Preparing the feeding bottle
Prepare the feeding bottle on a clean work surface. Wash your hands thoroughly with soap. Dry them with a clean tea towel or preferably with a disposable paper towel. Use the measuring spoon or scoop from the original powdered milk tin. This scoop must be kept dry and discarded when the tin is empty.
Ideally, feeding bottles should be prepared just before giving them to infants. At room temperature, the milk must be given within the hour, otherwise it must be discarded.
When going out, carry the water in the feeding bottle and the powdered milk in another container. Just before use, add the powder to the feeding bottle. Mix well.
In exceptional cases, the feeding bottle may be prepared in advance and stored in the coldest compartment of the refrigerator, at or below 4°C (not in the door of the refrigerator).

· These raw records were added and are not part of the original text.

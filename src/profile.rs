use crate::shared::time::now_millis;
use crate::shared::tokens::{hash_password, sign_session_token, SessionTokenClaims};
use anyhow::Context;
use serde::Serialize;
use sqlx::{Row, SqlitePool};
use std::sync::Arc;
use tokio::sync::mpsc::UnboundedReceiver;
use uuid::Uuid;

pub const STARTING_COINS: i64 = 750;
pub const SESSION_TOKEN_TTL_MS: i64 = 30 * 24 * 60 * 60 * 1000;

#[derive(Debug, Clone, Serialize)]
#[serde(rename_all = "camelCase")]
pub struct ProfileSummary {
  pub coins: i64,
  pub total_score: i64,
  pub total_kills: i64,
  pub games_played: i64,
  pub high_score: i64,
  pub unlocked_cosmetics: Vec<String>,
  pub equipped_trail: Option<String>,
  pub equipped_title: Option<String>,
  pub equipped_badge: Option<String>,
  pub is_guest: bool,
}

#[derive(Debug, Clone)]
pub struct Profile {
  pub id: String,
  pub name: String,
  pub coins: i64,
  pub total_score: i64,
  pub total_kills: i64,
  pub games_played: i64,
  pub high_score: i64,
  pub unlocked_cosmetics: Vec<String>,
  pub equipped_trail: Option<String>,
  pub equipped_title: Option<String>,
  pub equipped_badge: Option<String>,
  pub first_seen: i64,
  pub last_seen: i64,
}

impl Profile {
  pub fn is_guest(&self) -> bool {
    self.id.starts_with("guest:")
  }

  pub fn summary(&self) -> ProfileSummary {
    ProfileSummary {
      coins: self.coins,
      total_score: self.total_score,
      total_kills: self.total_kills,
      games_played: self.games_played,
      high_score: self.high_score,
      unlocked_cosmetics: self.unlocked_cosmetics.clone(),
      equipped_trail: self.equipped_trail.clone(),
      equipped_title: self.equipped_title.clone(),
      equipped_badge: self.equipped_badge.clone(),
      is_guest: self.is_guest(),
    }
  }
}

pub fn guest_key(name: &str) -> String {
  format!("guest:{}", name.trim().to_lowercase())
}

/// Profile mutations emitted by the simulation tick. They cross into the
/// async world through a channel so the tick never waits on the database.
#[derive(Debug, Clone, Serialize)]
#[serde(tag = "kind", rename_all = "camelCase")]
pub enum ProfileUpdate {
  #[serde(rename_all = "camelCase")]
  LifeFlush {
    key: String,
    name: String,
    score: i64,
    coins: i64,
  },
  #[serde(rename_all = "camelCase")]
  KillRecorded { key: String },
  #[serde(rename_all = "camelCase")]
  CoinsGranted { key: String, amount: i64 },
}

#[derive(Debug)]
pub enum AccountError {
  Invalid(&'static str),
  UsernameTaken,
  BadCredentials,
}

#[derive(Debug, Clone)]
pub struct AccountSession {
  pub account_id: String,
  pub display_name: String,
  pub token: String,
  pub profile: Profile,
}

#[derive(Debug, Clone)]
pub struct ProfileStore {
  db: SqlitePool,
}

impl ProfileStore {
  pub fn new(db: SqlitePool) -> Self {
    Self { db }
  }

  pub async fn fetch(&self, id: &str) -> anyhow::Result<Option<Profile>> {
    let row = sqlx::query("SELECT * FROM profiles WHERE id = ?")
      .bind(id)
      .fetch_optional(&self.db)
      .await
      .context("profile lookup failed")?;
    Ok(row.map(profile_from_row))
  }

  pub async fn get_or_create(&self, key: &str, name: &str) -> anyhow::Result<Profile> {
    let now = now_millis();
    if let Some(existing) = self.fetch(key).await? {
      let name = if name.is_empty() { existing.name.clone() } else { name.to_string() };
      sqlx::query("UPDATE profiles SET name = ?, last_seen = ? WHERE id = ?")
        .bind(&name)
        .bind(now)
        .bind(key)
        .execute(&self.db)
        .await
        .context("profile touch failed")?;
      return Ok(Profile { name, last_seen: now, ..existing });
    }

    let name = if name.is_empty() { "Snake" } else { name };
    sqlx::query(
      "INSERT INTO profiles (id, name, coins, first_seen, last_seen) VALUES (?, ?, ?, ?, ?)",
    )
    .bind(key)
    .bind(name)
    .bind(STARTING_COINS)
    .bind(now)
    .bind(now)
    .execute(&self.db)
    .await
    .context("profile insert failed")?;
    self
      .fetch(key)
      .await?
      .context("freshly inserted profile missing")
  }

  /// End-of-life flush: in-round score and coins fold into the lifetime
  /// totals, exactly once per life.
  pub async fn flush_life(&self, key: &str, name: &str, score: i64, coins: i64) -> anyhow::Result<()> {
    self.get_or_create(key, name).await?;
    sqlx::query(
      "UPDATE profiles SET total_score = total_score + ?, coins = coins + ?, \
       games_played = games_played + 1, high_score = MAX(high_score, ?), last_seen = ? \
       WHERE id = ?",
    )
    .bind(score)
    .bind(coins)
    .bind(score)
    .bind(now_millis())
    .bind(key)
    .execute(&self.db)
    .await
    .context("life flush failed")?;
    Ok(())
  }

  pub async fn record_kill(&self, key: &str) -> anyhow::Result<()> {
    sqlx::query("UPDATE profiles SET total_kills = total_kills + 1 WHERE id = ?")
      .bind(key)
      .execute(&self.db)
      .await
      .context("kill record failed")?;
    Ok(())
  }

  pub async fn add_coins(&self, key: &str, amount: i64) -> anyhow::Result<i64> {
    sqlx::query("UPDATE profiles SET coins = coins + ? WHERE id = ?")
      .bind(amount)
      .bind(key)
      .execute(&self.db)
      .await
      .context("coin grant failed")?;
    let profile = self.fetch(key).await?.context("profile missing after grant")?;
    Ok(profile.coins)
  }

  /// Returns false without side effects when the balance is short.
  pub async fn spend_coins(&self, key: &str, amount: i64) -> anyhow::Result<bool> {
    let result = sqlx::query("UPDATE profiles SET coins = coins - ? WHERE id = ? AND coins >= ?")
      .bind(amount)
      .bind(key)
      .bind(amount)
      .execute(&self.db)
      .await
      .context("coin spend failed")?;
    Ok(result.rows_affected() > 0)
  }

  pub async fn unlock_cosmetic(&self, key: &str, cosmetic_id: &str) -> anyhow::Result<Vec<String>> {
    let profile = self.fetch(key).await?.context("profile missing for unlock")?;
    let mut unlocked = profile.unlocked_cosmetics;
    if !unlocked.iter().any(|id| id == cosmetic_id) {
      unlocked.push(cosmetic_id.to_string());
      let encoded = serde_json::to_string(&unlocked).context("unlock list encode failed")?;
      sqlx::query("UPDATE profiles SET unlocked_cosmetics = ? WHERE id = ?")
        .bind(encoded)
        .bind(key)
        .execute(&self.db)
        .await
        .context("unlock update failed")?;
    }
    Ok(unlocked)
  }

  pub async fn set_equipped(
    &self,
    key: &str,
    slot: &str,
    value: Option<&str>,
  ) -> anyhow::Result<()> {
    let column = match slot {
      "trail" => "equipped_trail",
      "title" => "equipped_title",
      "badge" => "equipped_badge",
      _ => return Ok(()),
    };
    let sql = format!("UPDATE profiles SET {column} = ? WHERE id = ?");
    sqlx::query(&sql)
      .bind(value)
      .bind(key)
      .execute(&self.db)
      .await
      .context("equip update failed")?;
    Ok(())
  }

  pub async fn find_by_name(&self, name: &str) -> anyhow::Result<Option<Profile>> {
    let row = sqlx::query("SELECT * FROM profiles WHERE LOWER(name) = LOWER(?) LIMIT 1")
      .bind(name)
      .fetch_optional(&self.db)
      .await
      .context("profile name lookup failed")?;
    Ok(row.map(profile_from_row))
  }

  pub async fn list_all(&self) -> anyhow::Result<Vec<Profile>> {
    let rows = sqlx::query("SELECT * FROM profiles ORDER BY last_seen DESC")
      .fetch_all(&self.db)
      .await
      .context("profile listing failed")?;
    Ok(rows.into_iter().map(profile_from_row).collect())
  }

  pub async fn apply(&self, update: &ProfileUpdate) -> anyhow::Result<()> {
    match update {
      ProfileUpdate::LifeFlush { key, name, score, coins } => {
        self.flush_life(key, name, *score, *coins).await
      }
      ProfileUpdate::KillRecorded { key } => self.record_kill(key).await,
      ProfileUpdate::CoinsGranted { key, amount } => {
        self.add_coins(key, *amount).await.map(|_| ())
      }
    }
  }

  pub async fn register_account(
    &self,
    username: &str,
    password: &str,
    display_name: &str,
    token_secret: &str,
  ) -> anyhow::Result<Result<AccountSession, AccountError>> {
    let username = username.trim();
    let display_name = display_name.trim();
    if username.len() < 3 || username.len() > 20 {
      return Ok(Err(AccountError::Invalid("Username must be 3-20 characters.")));
    }
    if password.len() < 6 {
      return Ok(Err(AccountError::Invalid("Password must be at least 6 characters.")));
    }
    if display_name.len() < 2 || display_name.len() > 20 {
      return Ok(Err(AccountError::Invalid("Display name must be 2-20 characters.")));
    }

    let key = username.to_lowercase();
    let existing = sqlx::query("SELECT username FROM accounts WHERE username = ?")
      .bind(&key)
      .fetch_optional(&self.db)
      .await
      .context("account lookup failed")?;
    if existing.is_some() {
      return Ok(Err(AccountError::UsernameTaken));
    }

    let account_id = format!("acc_{}", Uuid::new_v4());
    let now = now_millis();
    sqlx::query(
      "INSERT INTO accounts (username, account_id, display_name, password_hash, created_at, last_login) \
       VALUES (?, ?, ?, ?, ?, ?)",
    )
    .bind(&key)
    .bind(&account_id)
    .bind(display_name)
    .bind(hash_password(&key, password))
    .bind(now)
    .bind(now)
    .execute(&self.db)
    .await
    .context("account insert failed")?;

    let profile = self.get_or_create(&account_id, display_name).await?;
    let token = self.session_token(&account_id, token_secret)?;
    Ok(Ok(AccountSession {
      account_id,
      display_name: display_name.to_string(),
      token,
      profile,
    }))
  }

  pub async fn login_account(
    &self,
    username: &str,
    password: &str,
    token_secret: &str,
  ) -> anyhow::Result<Result<AccountSession, AccountError>> {
    let key = username.trim().to_lowercase();
    let row = sqlx::query("SELECT account_id, display_name, password_hash FROM accounts WHERE username = ?")
      .bind(&key)
      .fetch_optional(&self.db)
      .await
      .context("account lookup failed")?;
    let Some(row) = row else {
      return Ok(Err(AccountError::BadCredentials));
    };

    let stored_hash: String = row.try_get("password_hash").unwrap_or_default();
    if stored_hash != hash_password(&key, password) {
      return Ok(Err(AccountError::BadCredentials));
    }

    let account_id: String = row.try_get("account_id").context("account row malformed")?;
    let display_name: String = row.try_get("display_name").unwrap_or_default();
    sqlx::query("UPDATE accounts SET last_login = ? WHERE username = ?")
      .bind(now_millis())
      .bind(&key)
      .execute(&self.db)
      .await
      .context("login touch failed")?;

    let profile = self.get_or_create(&account_id, &display_name).await?;
    let token = self.session_token(&account_id, token_secret)?;
    Ok(Ok(AccountSession {
      account_id,
      display_name,
      token,
      profile,
    }))
  }

  fn session_token(&self, account_id: &str, secret: &str) -> anyhow::Result<String> {
    sign_session_token(
      &SessionTokenClaims {
        subject: account_id.to_string(),
        expires_at_ms: now_millis() + SESSION_TOKEN_TTL_MS,
      },
      secret,
    )
  }
}

fn profile_from_row(row: sqlx::sqlite::SqliteRow) -> Profile {
  let unlocked_raw: String = row.try_get("unlocked_cosmetics").unwrap_or_default();
  let unlocked_cosmetics: Vec<String> =
    serde_json::from_str(&unlocked_raw).unwrap_or_else(|_| vec!["title_rookie".to_string()]);
  Profile {
    id: row.try_get("id").unwrap_or_default(),
    name: row.try_get("name").unwrap_or_default(),
    coins: row.try_get("coins").unwrap_or(0),
    total_score: row.try_get("total_score").unwrap_or(0),
    total_kills: row.try_get("total_kills").unwrap_or(0),
    games_played: row.try_get("games_played").unwrap_or(0),
    high_score: row.try_get("high_score").unwrap_or(0),
    unlocked_cosmetics,
    equipped_trail: row.try_get::<Option<String>, _>("equipped_trail").ok().flatten(),
    equipped_title: row.try_get::<Option<String>, _>("equipped_title").ok().flatten(),
    equipped_badge: row.try_get::<Option<String>, _>("equipped_badge").ok().flatten(),
    first_seen: row.try_get("first_seen").unwrap_or(0),
    last_seen: row.try_get("last_seen").unwrap_or(0),
  }
}

/// Drains tick-originated profile updates into the store, mirroring each one
/// to the external progression backend when a sync URL is configured.
pub async fn run_profile_writer(
  store: Arc<ProfileStore>,
  mut rx: UnboundedReceiver<ProfileUpdate>,
  sync_url: Option<String>,
) {
  let client = sync_url.as_ref().map(|_| reqwest::Client::new());
  while let Some(update) = rx.recv().await {
    if let Err(error) = store.apply(&update).await {
      tracing::warn!(?error, "profile update failed");
    }
    if let (Some(url), Some(client)) = (&sync_url, &client) {
      if let Err(error) = client.post(url).json(&update).send().await {
        tracing::warn!(?error, "progression backend sync failed");
      }
    }
  }
}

What type of water should be used for feeding bottles?
Tap water (from the public water supply) can be used to prepare the feeding bottle. However, some precautions must be taken:
- let water run from the tap for a few seconds before filling the bottle with the desired amount;
- use only cold water (water over 25°C can contain more microbes and mineral salts);
- clean the tap head regularly (descaling particularly);
- do not use filtered water (from a filter jug for example or any other type of home filtering treatment) or softened water as these systems can increase microorganism levels;
- in older housing (built before 1948), the water pipes may still contain lead. Contact the town hall where you live or the Departmental Directorate for the Protection of Populations (DDPP) in your département to find out if you can use your tap water to prepare feeding bottles.
If you use bottled water, spring water or natural mineral water, check to be sure that it can be consumed by infants. In addition, once opened, a bottle must be refrigerated and consumed quickly.
Sparkling water is not suitable for preparing feeding bottles.
When travelling abroad, if there is no suitable drinking or bottled water, water that has been boiled and cooled can be used.
The feeding bottle only needs reheating if it has been kept in the refrigerator. It must be reheated quickly, either in a bain-marie or a special bottle warmer. Once reheated, the contents of the feeding bottle must be consumed within thirty minutes to prevent microbes from developing.
Heating in a microwave is not recommended, as the temperature can rise sharply in the milk bottle causing severe burns to the baby’s mouth and throat. Whatever heating method is used, the bottle must be shaken well to avoid burns, and the temperature of the contents should be checked by sprinkling a few drops on the inside of your wrist.
Cleaning the feeding bottle
Once feeding has finished, rinse the bottle in cold water.
To clean, use hot water with washing up liquid and an elongated bottle-brush. Rinse well and turn the bottle upside down on the drying rack to dry in the air. Do not use a tea towel to dry the bottle or teat as it may contain microbes.
You can also wash the bottle, ring, cap and teat in the dishwasher. In this case, use the full cycle at a washing temperature of at least 65°C, with drying. Rubber teats cannot be machine-washed. They must be washed and rinsed by hand.
It is not necessary to sterilise feeding bottles and teats, as had been recommended in the past.